Il caso italiano (apparentemente estremo a causa della deriva neo-liberista negli anni ’80 della sinistra oltre che della destra) è emblematico del funzionamento dell’intera Unione europea. La sporca guerra all’immigrazione nasconde non solo i disastri che le imprese italiane e quelle di tutti i paesi dominanti producono nei paesi di emigrazione, ma anche i vari crimini contro i migranti: la falsa accoglienza, proficua per gruppi criminali e loro complici nel governo locale e nazionale e nei ranghi delle polizie (non solo la “mafia di Roma”); il caporalato e la neo-schiavitù che si riproducono grazie alla corruzione di agenti delle agenzie di prevenzione e controllo e delle forze di polizia, un fenomeno che aumenta perché garantisce abbastanza profitti e perché la stragrande maggioranza dei politici non osa andare contro gli illegalismi di massa[9] e innanzitutto dei loro elettori; questa maggioranza segue sempre la “regola d’oro” del dominio di tipo mafioso: “mangia e fa mangiare”. Così le responsabilità dei malesseri e dei problemi economici e sociali che affliggono la maggioranza della popolazione sono nascoste e attribuite agli immigrati. Il ministro dell’interno Salvini promette un “cambiamento totale” e non smette di gridare insulti e ignominie contro gli immigrati; ma si guarda bene dal chiedere alla polizia di controllare e perseguire coloro che schiavizzano (spesso i suoi elettori), che corrompono e sono corrotti e gli inquinatori (anche se danneggiano i suoi propri elettori). L’orientamento che persegue questo ministro, attraverso un linguaggio e modalità esplicite, ma con obiettivi non diversi da quelli dei suoi predecessori dell’ex-sinistra, richiama l’inganno mostruoso che ha fatto il successo del fascismo e nazismo: i nemici attuali sono i migranti e coloro che sono solidali con loro; ieri, gli ebrei, i rom e coloro che erano solidali con loro, gli anarchici, i comunisti, i socialisti, i democratici, i pacifisti e gli omosessuali.
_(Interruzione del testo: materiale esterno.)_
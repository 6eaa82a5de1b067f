//! Local file-based state storage backend.
//!
//! State and lock files live in a directory next to the deployment file,
//! one pair per project and environment.

use async_trait::async_trait;
use std::path::{Path, PathBuf};
use tokio::fs;
use tokio::io::AsyncWriteExt;
use tracing::{debug, info};

use crate::error::{EdgesiteError, Result, StateError};

use super::lock::{LOCK_EXPIRY_SECS, LockInfo, generate_holder_id};
use super::store::{StateStore, check_version};
use super::types::DeploymentState;

/// Default state directory name.
pub const STATE_DIR: &str = ".edgesite";

/// Local file-based state store.
#[derive(Debug)]
pub struct LocalStateStore {
    /// Base directory for state files.
    base_dir: PathBuf,
    /// Path to the state file.
    state_path: PathBuf,
    /// Path to the lock file.
    lock_path: PathBuf,
}

impl LocalStateStore {
    /// Creates a store for `project`/`environment` under `base_dir`.
    #[must_use]
    pub fn new(base_dir: impl Into<PathBuf>, project: &str, environment: &str) -> Self {
        let base_dir = base_dir.into();
        let stem = format!("{project}-{environment}");
        let state_path = base_dir.join(format!("{stem}.state.json"));
        let lock_path = base_dir.join(format!("{stem}.state.lock"));

        Self {
            base_dir,
            state_path,
            lock_path,
        }
    }

    /// Path of the state file.
    #[must_use]
    pub fn state_path(&self) -> &Path {
        &self.state_path
    }

    /// Ensures the state directory exists.
    async fn ensure_dir(&self) -> Result<()> {
        if !self.base_dir.exists() {
            debug!("Creating state directory: {}", self.base_dir.display());
            fs::create_dir_all(&self.base_dir)
                .await
                .map_err(|e| StateError::write(format!("Failed to create state directory: {e}")))?;
        }
        Ok(())
    }

    /// Reads the lock file if it exists.
    async fn read_lock_file(&self) -> Result<Option<LockInfo>> {
        if !self.lock_path.exists() {
            return Ok(None);
        }

        let content = fs::read_to_string(&self.lock_path).await.map_err(|e| {
            EdgesiteError::State(StateError::Corrupted {
                message: format!("Failed to read lock file: {e}"),
            })
        })?;

        let lock_info: LockInfo = serde_json::from_str(&content).map_err(|e| {
            EdgesiteError::State(StateError::Corrupted {
                message: format!("Failed to parse lock file: {e}"),
            })
        })?;

        Ok(Some(lock_info))
    }

    /// Writes a file through a temporary sibling and an atomic rename.
    async fn write_atomic(&self, path: &Path, content: &[u8]) -> Result<()> {
        self.ensure_dir().await?;

        let mut temp_name = path.as_os_str().to_owned();
        temp_name.push(".tmp");
        let temp_path = PathBuf::from(temp_name);

        let mut file = fs::File::create(&temp_path)
            .await
            .map_err(|e| StateError::write(format!("Failed to create {}: {e}", temp_path.display())))?;

        file.write_all(content)
            .await
            .map_err(|e| StateError::write(format!("Failed to write {}: {e}", temp_path.display())))?;

        file.sync_all()
            .await
            .map_err(|e| StateError::write(format!("Failed to sync {}: {e}", temp_path.display())))?;

        fs::rename(&temp_path, path)
            .await
            .map_err(|e| StateError::write(format!("Failed to rename {}: {e}", temp_path.display())))?;

        Ok(())
    }

    /// Deletes the lock file.
    async fn delete_lock_file(&self) -> Result<()> {
        if self.lock_path.exists() {
            fs::remove_file(&self.lock_path).await.map_err(|e| {
                EdgesiteError::State(StateError::LockFailed {
                    message: format!("Failed to delete lock file: {e}"),
                })
            })?;
        }
        Ok(())
    }
}

#[async_trait]
impl StateStore for LocalStateStore {
    async fn load(&self) -> Result<Option<DeploymentState>> {
        if !self.state_path.exists() {
            debug!("State file does not exist: {}", self.state_path.display());
            return Ok(None);
        }

        info!("Loading state from: {}", self.state_path.display());

        let content = fs::read_to_string(&self.state_path).await.map_err(|e| {
            EdgesiteError::State(StateError::Corrupted {
                message: format!("Failed to read state file: {e}"),
            })
        })?;

        let state: DeploymentState = serde_json::from_str(&content).map_err(|e| {
            EdgesiteError::State(StateError::Corrupted {
                message: format!("Failed to parse state file: {e}"),
            })
        })?;

        check_version(&state)?;
        Ok(Some(state))
    }

    async fn save(&self, state: &DeploymentState) -> Result<()> {
        info!("Saving state to: {}", self.state_path.display());

        let content = serde_json::to_string_pretty(state)
            .map_err(|e| StateError::serialization(format!("Failed to serialize state: {e}")))?;

        self.write_atomic(&self.state_path, content.as_bytes()).await?;

        debug!("State saved successfully");
        Ok(())
    }

    async fn delete(&self) -> Result<()> {
        if self.state_path.exists() {
            info!("Deleting state file: {}", self.state_path.display());
            fs::remove_file(&self.state_path)
                .await
                .map_err(|e| StateError::write(format!("Failed to delete state file: {e}")))?;
        }

        self.delete_lock_file().await?;

        Ok(())
    }

    async fn exists(&self) -> Result<bool> {
        Ok(self.state_path.exists())
    }

    async fn acquire_lock(&self, holder: &str) -> Result<LockInfo> {
        if let Some(existing) = self.read_lock_file().await? {
            if !existing.is_expired() {
                return Err(EdgesiteError::State(StateError::LockedByOther {
                    holder: existing.holder.clone(),
                    since: existing.acquired_at.to_rfc3339(),
                }));
            }
            debug!("Expired lock found, taking over");
        }

        let holder_id = if holder.is_empty() {
            generate_holder_id()
        } else {
            holder.to_string()
        };

        let lock_info = LockInfo::new(&holder_id);
        let content = serde_json::to_string_pretty(&lock_info)
            .map_err(|e| StateError::serialization(format!("Failed to serialize lock: {e}")))?;

        self.write_atomic(&self.lock_path, content.as_bytes())
            .await
            .map_err(|e| {
                EdgesiteError::State(StateError::LockFailed {
                    message: e.to_string(),
                })
            })?;

        info!(
            "Acquired state lock: {} (expires in {}s)",
            lock_info.lock_id, LOCK_EXPIRY_SECS
        );

        Ok(lock_info)
    }

    async fn release_lock(&self, lock_id: &str) -> Result<()> {
        if let Some(existing) = self.read_lock_file().await? {
            if existing.lock_id == lock_id {
                self.delete_lock_file().await?;
                info!("Released state lock: {lock_id}");
            } else {
                debug!(
                    "Lock ID mismatch: expected {lock_id}, found {}",
                    existing.lock_id
                );
            }
        }
        Ok(())
    }

    async fn get_lock_info(&self) -> Result<Option<LockInfo>> {
        self.read_lock_file().await
    }

    async fn is_locked(&self) -> Result<bool> {
        if let Some(lock_info) = self.read_lock_file().await? {
            return Ok(!lock_info.is_expired());
        }
        Ok(false)
    }

    fn backend_type(&self) -> &'static str {
        "local"
    }
}

#[cfg(test)]
mod tests {
    use super::*;
    use crate::descriptor::Address;
    use crate::state::types::{ResourceState, STATE_VERSION};
    use std::collections::BTreeSet;
    use tempfile::TempDir;

    fn create_test_store() -> (LocalStateStore, TempDir) {
        let temp_dir = TempDir::new().unwrap();
        let store = LocalStateStore::new(temp_dir.path().join(STATE_DIR), "shop", "dev");
        (store, temp_dir)
    }

    #[tokio::test]
    async fn test_save_and_load() {
        let (store, _temp) = create_test_store();

        let mut state = DeploymentState::new("shop", "dev");
        state.set_resource(ResourceState::new(
            Address::managed("aws_s3_bucket", "bucket"),
            "h",
            BTreeSet::new(),
        ));
        store.save(&state).await.unwrap();

        let loaded = store.load().await.unwrap().unwrap();

        assert_eq!(loaded.project, "shop");
        assert_eq!(loaded.environment, "dev");
        assert_eq!(loaded.resources, state.resources);
        assert!(store.state_path().ends_with(".edgesite/shop-dev.state.json"));
        assert!(!PathBuf::from(format!("{}.tmp", store.state_path().display())).exists());
    }

    #[tokio::test]
    async fn test_load_nonexistent() {
        let (store, _temp) = create_test_store();
        assert!(store.load().await.unwrap().is_none());
        assert!(!store.exists().await.unwrap());
    }

    #[tokio::test]
    async fn test_load_rejects_unknown_version() {
        let (store, _temp) = create_test_store();

        let mut state = DeploymentState::new("shop", "dev");
        state.version = String::from("0.1");
        store.save(&state).await.unwrap();

        let err = store.load().await.unwrap_err();
        assert!(err.to_string().contains(STATE_VERSION), "got: {err}");
    }

    #[tokio::test]
    async fn test_load_corrupted() {
        let (store, _temp) = create_test_store();
        std::fs::create_dir_all(store.state_path().parent().unwrap()).unwrap();
        std::fs::write(store.state_path(), "{not json").unwrap();

        let err = store.load().await.unwrap_err();
        assert!(err.to_string().contains("corrupted"), "got: {err}");
    }

    #[tokio::test]
    async fn test_lock_conflict_and_release() {
        let (store, _temp) = create_test_store();

        let lock = store.acquire_lock("holder-1").await.unwrap();
        let err = store.acquire_lock("holder-2").await.unwrap_err();
        assert!(err.is_retryable());
        assert!(err.to_string().contains("holder-1"));

        // A stale id does not release someone else's lock
        store.release_lock("not-the-id").await.unwrap();
        assert!(store.is_locked().await.unwrap());

        store.release_lock(&lock.lock_id).await.unwrap();
        assert!(!store.is_locked().await.unwrap());
    }

    #[tokio::test]
    async fn test_delete_removes_state_and_lock() {
        let (store, _temp) = create_test_store();
        store.save(&DeploymentState::new("shop", "dev")).await.unwrap();
        store.acquire_lock("holder").await.unwrap();

        store.delete().await.unwrap();
        assert!(!store.exists().await.unwrap());
        assert!(!store.is_locked().await.unwrap());
    }
}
3. Pace e rispetto dei diritti di tutti

Tutto il processo che comincia con la prima guerra del Golfo e ancor di più con quella in Afghanistan e ancora in Iraq e conduce alle guerre permanenti, ai continui disastri sanitari, ambientali ed economici, alle migrazioni disperate, al neo-colonialismo, mostra che i dominanti del mondo non si preoccupano della prosperità e della posterità che il capitalismo edulcorato dei liberal-democratici del XIX et XX secolo avrebbero dovuto realizzare. La finanziarizzazione ha dato un potere straordinario a un numero sempre più ridotto di dominanti e alla loro pratica della cremastica, il che li porta ad essere antitetici alla res publica, cioè all’interesse collettivo e persino allo stato-nazione (Joxe, 2018 ). I dominanti di oggi sembrano scommettere sul caos (Joxe, 2003) per meglio dominare a loro piacimento, a sprezzo dell’umanità e persino del pianeta Terra.

Secondo Latour (2017):

una parte significativa delle classi dominanti è giunta alla conclusione che, per vivere a proprio agio, non è più necessario fingere di condividere la terra con il resto del mondo … è così convinta che non ci sarà vita futura per tutti che ha deciso di sbarazzarsi di tutti gli oneri della solidarietà il prima possibile – questa è la deregolamentazione: si costruisce una sorta di fortezza d’oro per la piccola percentuale che potrebbe farla franca – è l’esplosione della disuguaglianza; e per nascondere l’egoismo di una tale fuga fuori dal mondo comune, è assolutamente necessario respingere la minaccia di questa fuga disperata: qui sta la negazione del cambiamento climatico[10].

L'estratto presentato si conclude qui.